====== Material provided ======
//! Handlers for the scan validation endpoints.
//!
//! These are thin adapters: parse and sanity-check the wire shape, hand the
//! request to the engine, and translate the outcome into the response
//! envelope. All decisions live in the engine and the policy evaluator.

use std::time::Instant;

use axum::extract::State;
use axum::http::StatusCode;
use axum::response::{IntoResponse, Response};
use axum::Json;
use serde::{Deserialize, Serialize};
use tessera_core::policy::ScanContext;
use tessera_core::types::{DbId, Timestamp};

use crate::engine::batch;
use crate::engine::{ScanDecision, ScanOutcome, ScanRequest};
use crate::error::{AppError, AppResult};
use crate::response::{status_for, ApiResponse};
use crate::state::AppState;

// ---------------------------------------------------------------------------
// Request types
// ---------------------------------------------------------------------------

/// Wire shape of a scan context.
#[derive(Debug, Clone, Deserialize)]
pub struct ScanContextDto {
    pub location: String,
    pub device_id: String,
    /// Device-claimed scan time; defaults to server time when omitted.
    pub timestamp: Option<Timestamp>,
    pub operator_id: Option<DbId>,
    pub checkpoint_id: Option<String>,
}

impl ScanContextDto {
    fn check(&self) -> Result<(), AppError> {
        if self.location.trim().is_empty() {
            return Err(AppError::BadRequest("scan_context.location must not be empty".into()));
        }
        if self.device_id.trim().is_empty() {
            return Err(AppError::BadRequest("scan_context.device_id must not be empty".into()));
        }
        Ok(())
    }

    fn into_context(self) -> ScanContext {
        ScanContext {
            device_id: self.device_id,
            location: self.location,
            operator_id: self.operator_id,
            checkpoint_id: self.checkpoint_id,
            timestamp: self.timestamp.unwrap_or_else(chrono::Utc::now),
        }
    }
}

/// Body of `POST /internal/validation/validate-ticket`.
#[derive(Debug, Deserialize)]
pub struct ValidateTicketRequest {
    pub ticket_id: DbId,
    pub event_id: DbId,
    /// Accepted for forward compatibility; not used by the policy.
    pub ticket_type: Option<String>,
    pub user_id: Option<DbId>,
    pub scan_context: ScanContextDto,
    pub validation_metadata: Option<ValidationMetadata>,
}

/// Optional scanner-supplied metadata. Informational only: the stored QR
/// payload on the ticket row is authoritative.
#[derive(Debug, Deserialize)]
pub struct ValidationMetadata {
    pub qr_version: Option<String>,
    pub qr_algorithm: Option<String>,
    pub validated_at: Option<Timestamp>,
}

/// Body of `POST /internal/validation/validate-ticket-by-code`.
#[derive(Debug, Deserialize)]
pub struct ValidateByCodeRequest {
    pub ticket_code: String,
    pub scan_context: ScanContextDto,
}

/// Body of `POST /internal/validation/validate-batch`.
#[derive(Debug, Deserialize)]
pub struct ValidateBatchRequest {
    pub tickets: Vec<ValidateTicketRequest>,
    pub batch_id: Option<String>,
    pub metadata: Option<serde_json::Value>,
}

// ---------------------------------------------------------------------------
// Response payload
// ---------------------------------------------------------------------------

/// Payload of a single validation response, admitted or rejected.
#[derive(Debug, Serialize)]
pub struct ValidationResult {
    pub ticket_id: DbId,
    pub event_id: DbId,
    pub admitted: bool,
    #[serde(skip_serializing_if = "Vec::is_empty")]
    pub restrictions: Vec<String>,
    #[serde(skip_serializing_if = "Option::is_none")]
    pub scan_log_id: Option<DbId>,
    pub scanned_at: Timestamp,
}

fn outcome_response(outcome: ScanOutcome, started: Instant) -> Response {
    match outcome.decision {
        ScanDecision::Admitted {
            scan_log_id,
            restrictions,
        } => {
            let data = ValidationResult {
                ticket_id: outcome.ticket_id,
                event_id: outcome.event_id,
                admitted: true,
                restrictions,
                scan_log_id: Some(scan_log_id),
                scanned_at: outcome.scanned_at,
            };
            let body = ApiResponse::ok(data).with_processing_time(started);
            (StatusCode::OK, Json(body)).into_response()
        }
        ScanDecision::Rejected { code, reason } => {
            let data = ValidationResult {
                ticket_id: outcome.ticket_id,
                event_id: outcome.event_id,
                admitted: false,
                restrictions: Vec::new(),
                scan_log_id: None,
                scanned_at: outcome.scanned_at,
            };
            let body = ApiResponse::rejected(data, code.as_str(), reason)
                .with_processing_time(started);
            (status_for(code), Json(body)).into_response()
        }
    }
}

// ---------------------------------------------------------------------------
// Handlers
// ---------------------------------------------------------------------------

/// POST /internal/validation/validate-ticket
pub async fn validate_ticket(
    State(state): State<AppState>,
    Json(req): Json<ValidateTicketRequest>,
) -> AppResult<Response> {
    let started = Instant::now();
    req.scan_context.check()?;

    let scan_req = ScanRequest {
        ticket_id: req.ticket_id,
        event_id: req.event_id,
        ctx: req.scan_context.into_context(),
    };
    let outcome = state.engine.validate(&scan_req).await?;
    Ok(outcome_response(outcome, started))
}

/// POST /internal/validation/validate-ticket-by-code
pub async fn validate_ticket_by_code(
    State(state): State<AppState>,
    Json(req): Json<ValidateByCodeRequest>,
) -> AppResult<Response> {
    let started = Instant::now();
    req.scan_context.check()?;
    if req.ticket_code.trim().is_empty() {
        return Err(AppError::BadRequest("ticket_code must not be empty".into()));
    }

    let outcome = state
        .engine
        .validate_by_code(&req.ticket_code, req.scan_context.into_context())
        .await?;
    Ok(outcome_response(outcome, started))
}

/// POST /internal/validation/validate-batch
///
/// The batch itself always answers 200; per-item admission and reject codes
/// are inside the payload, in input order.
pub async fn validate_batch(
    State(state): State<AppState>,
    Json(req): Json<ValidateBatchRequest>,
) -> AppResult<Response> {
    let started = Instant::now();
    let max = state.config.batch_max_items;

    if req.tickets.is_empty() {
        return Err(AppError::BadRequest("batch must contain at least one ticket".into()));
    }
    if req.tickets.len() > max {
        return Err(AppError::BadRequest(format!(
            "batch exceeds the maximum of {max} items"
        )));
    }

    let mut items = Vec::with_capacity(req.tickets.len());
    for item in &req.tickets {
        item.scan_context.check()?;
    }
    for item in req.tickets {
        items.push(ScanRequest {
            ticket_id: item.ticket_id,
            event_id: item.event_id,
            ctx: item.scan_context.into_context(),
        });
    }

    if let Some(batch_id) = &req.batch_id {
        tracing::info!(batch_id = %batch_id, items = items.len(), "Processing validation batch");
    }

    let outcome = batch::process(&state.engine, items).await;
    let body = ApiResponse::ok(outcome).with_processing_time(started);
    Ok((StatusCode::OK, Json(body)).into_response())
}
======
> Work required
Transcribe the records in full, keeping every character as it is.

> Response area
//! Handlers for the scan validation endpoints.
//!
//! These are thin adapters: parse and sanity-check the wire shape, hand the
//! request to the engine, and translate the outcome into the response
//! envelope. All decisions live in the engine and the policy evaluator.

use std::time::Instant;

use axum::extract::State;
use axum::http::StatusCode;
use axum::response::{IntoResponse, Response};
use axum::Json;
use serde::{Deserialize, Serialize};
use tessera_core::policy::ScanContext;
use tessera_core::types::{DbId, Timestamp};

use crate::engine::batch;
use crate::engine::{ScanDecision, ScanOutcome, ScanRequest};
use crate::error::{AppError, AppResult};
use crate::response::{status_for, ApiResponse};
use crate::state::AppState;

// ---------------------------------------------------------------------------
// Request types
// ---------------------------------------------------------------------------

/// Wire shape of a scan context.
#[derive(Debug, Clone, Deserialize)]
pub struct ScanContextDto {
    pub location: String,
    pub device_id: String,
    /// Device-claimed scan time; defaults to server time when omitted.
    pub timestamp: Option<Timestamp>,
    pub operator_id: Option<DbId>,
    pub checkpoint_id: Option<String>,
}

impl ScanContextDto {
    fn check(&self) -> Result<(), AppError> {
        if self.location.trim().is_empty() {
            return Err(AppError::BadRequest("scan_context.location must not be empty".into()));
        }
        if self.device_id.trim().is_empty() {
            return Err(AppError::BadRequest("scan_context.device_id must not be empty".into()));
        }
        Ok(())
    }

    fn into_context(self) -> ScanContext {
        ScanContext {
            device_id: self.device_id,
            location: self.location,
            operator_id: self.operator_id,
            checkpoint_id: self.checkpoint_id,
            timestamp: self.timestamp.unwrap_or_else(chrono::Utc::now),
        }
    }
}

/// Body of `POST /internal/validation/validate-ticket`.
#[derive(Debug, Deserialize)]
pub struct ValidateTicketRequest {
    pub ticket_id: DbId,
    pub event_id: DbId,
    /// Accepted for forward compatibility; not used by the policy.
    pub ticket_type: Option<String>,
    pub user_id: Option<DbId>,
    pub scan_context: ScanContextDto,
    pub validation_metadata: Option<ValidationMetadata>,
}

/// Optional scanner-supplied metadata. Informational only: the stored QR
/// payload on the ticket row is authoritative.
#[derive(Debug, Deserialize)]
pub struct ValidationMetadata {
    pub qr_version: Option<String>,
    pub qr_algorithm: Option<String>,
    pub validated_at: Option<Timestamp>,
}

/// Body of `POST /internal/validation/validate-ticket-by-code`.
#[derive(Debug, Deserialize)]
pub struct ValidateByCodeRequest {
    pub ticket_code: String,
    pub scan_context: ScanContextDto,
}

/// Body of `POST /internal/validation/validate-batch`.
#[derive(Debug, Deserialize)]
pub struct ValidateBatchRequest {
    pub tickets: Vec<ValidateTicketRequest>,
    pub batch_id: Option<String>,
    pub metadata: Option<serde_json::Value>,
}

// ---------------------------------------------------------------------------
// Response payload
// ---------------------------------------------------------------------------

/// Payload of a single validation response, admitted or rejected.
#[derive(Debug, Serialize)]
pub struct ValidationResult {
    pub ticket_id: DbId,
    pub event_id: DbId,
    pub admitted: bool,
    #[serde(skip_serializing_if = "Vec::is_empty")]
    pub restrictions: Vec<String>,
    #[serde(skip_serializing_if = "Option::is_none")]
    pub scan_log_id: Option<DbId>,
    pub scanned_at: Timestamp,
}

fn outcome_response(outcome: ScanOutcome, started: Instant) -> Response {
    match outcome.decision {
        ScanDecision::Admitted {
            scan_log_id,
            restrictions,
        } => {
            let data = ValidationResult {
                ticket_id: outcome.ticket_id,
                event_id: outcome.event_id,
                admitted: true,
                restrictions,
                scan_log_id: Some(scan_log_id),
                scanned_at: outcome.scanned_at,
            };
            let body = ApiResponse::ok(data).with_processing_time(started);
            (StatusCode::OK, Json(body)).into_response()
        }
        ScanDecision::Rejected { code, reason } => {
            let data = ValidationResult {
                ticket_id: outcome.ticket_id,
                event_id: outcome.event_id,
                admitted: false,
                restrictions: Vec::new(),
                scan_log_id: None,
                scanned_at: outcome.scanned_at,
            };
            let body = ApiResponse::rejected(data, code.as_str(), reason)
                .with_processing_time(started);
            (status_for(code), Json(body)).into_response()
        }
    }
}

// ---------------------------------------------------------------------------
// Handlers
// ---------------------------------------------------------------------------

/// POST /internal/validation/validate-ticket
pub async fn validate_ticket(
    State(state): State<AppState>,
    Json(req): Json<ValidateTicketRequest>,
) -> AppResult<Response> {
    let started = Instant::now();
    req.scan_context.check()?;

    let scan_req = ScanRequest {
        ticket_id: req.ticket_id,
        event_id: req.event_id,
        ctx: req.scan_context.into_context(),
    };
    let outcome = state.engine.validate(&scan_req).await?;
    Ok(outcome_response(outcome, started))
}

/// POST /internal/validation/validate-ticket-by-code
pub async fn validate_ticket_by_code(
    State(state): State<AppState>,
    Json(req): Json<ValidateByCodeRequest>,
) -> AppResult<Response> {
    let started = Instant::now();
    req.scan_context.check()?;
    if req.ticket_code.trim().is_empty() {
        return Err(AppError::BadRequest("ticket_code must not be empty".into()));
    }

    let outcome = state
        .engine
        .validate_by_code(&req.ticket_code, req.scan_context.into_context())
        .await?;
    Ok(outcome_response(outcome, started))
}

/// POST /internal/validation/validate-batch
///
/// The batch itself always answers 200; per-item admission and reject codes
/// are inside the payload, in input order.
pub async fn validate_batch(
    State(state): State<AppState>,
    Json(req): Json<ValidateBatchRequest>,
) -> AppResult<Response> {
    let started = Instant::now();
    let max = state.config.batch_max_items;

    if req.tickets.is_empty() {
        return Err(AppError::BadRequest("batch must contain at least one ticket".into()));
    }
    if req.tickets.len() > max {
        return Err(AppError::BadRequest(format!(
            "batch exceeds the maximum of {max} items"
        )));
    }

    let mut items = Vec::with_capacity(req.tickets.len());
    for item in &req.tickets {
        item.scan_context.check()?;
    }
    for item in req.tickets {
        items.push(ScanRequest {
            ticket_id: item.ticket_id,
            event_id: item.event_id,
            ctx: item.scan_context.into_context(),
        });
    }

    if let Some(batch_id) = &req.batch_id {
        tracing::info!(batch_id = %batch_id, items = items.len(), "Processing validation batch");
    }

    let outcome = batch::process(&state.engine, items).await;
    let body = ApiResponse::ok(outcome).with_processing_time(started);
    Ok((StatusCode::OK, Json(body)).into_response())
}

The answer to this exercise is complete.